Dans ces circonstances, il nous incombe de retenir les propos de nos Sages figurant à la fin du traité Sotah, qui évoquent la pauvreté et les autres adversités qui auront cours à la période précédant la venue du Machia’h : « Sur qui devons-nous nous appuyer ? » Sur notre Père au Ciel. En d’autres termes, notre rôle principal consiste en cette période à renforcer notre Émouna et à nous appuyer sur notre Père au Ciel qui a pitié de nous et agit uniquement pour notre bien. » 
C’est le sens de cet écrit (Dévarim 16,16) : « Et tu seras seulement joyeux » dit à propos de la fête de Soukot, « le temps de notre joie », propice pour se renforcer dans la vertu de la joie : « Et tu seras seulement » : même lorsque tu es dans la dimension du « seulement », qui est un langage de privation, comme l’indique la Guémara (Sanhédrin 49a), lorsqu’il te manquera de la Parnassa, etc., malgré tout, tu seras joyeux. 

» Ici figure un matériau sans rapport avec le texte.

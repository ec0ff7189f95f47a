use chrono::{DateTime, Datelike, NaiveDate, Utc};

/// Clock abstracts access to the current timestamp so calculations remain
/// deterministic in tests.
pub trait Clock: Send + Sync {
    /// Returns the current UTC timestamp.
    fn now(&self) -> DateTime<Utc>;

    /// Returns the current UTC date. Defaults to `now().date_naive()`.
    fn today(&self) -> NaiveDate {
        self.now().date_naive()
    }

    /// Calendar year used for vehicle age.
    fn current_year(&self) -> i32 {
        self.today().year()
    }
}

/// Wall-clock time.
#[derive(Debug, Default, Clone, Copy)]
pub struct SystemClock;

impl Clock for SystemClock {
    fn now(&self) -> DateTime<Utc> {
        Utc::now()
    }
}

/// Clock pinned to a fixed instant.
#[derive(Debug, Clone, Copy)]
pub struct FixedClock(pub DateTime<Utc>);

impl FixedClock {
    /// Midnight UTC on `date`.
    pub fn on(date: NaiveDate) -> Self {
        Self(date.and_time(chrono::NaiveTime::MIN).and_utc())
    }
}

impl Clock for FixedClock {
    fn now(&self) -> DateTime<Utc> {
        self.0
    }
}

À ce sujet, nos Maîtres ont dit (Souka 48a) : « Tu seras seulement joyeux », signifie que l’on doit inclure dans la joie également le dernier jour de fête » : même à la dernière période du sombre exil, qui ressemble à la nuit, sois également joyeux, car c’est en réalité un jour de fête, car tout est pour le bien.
‘Hag saméah, Chabbat Chalom !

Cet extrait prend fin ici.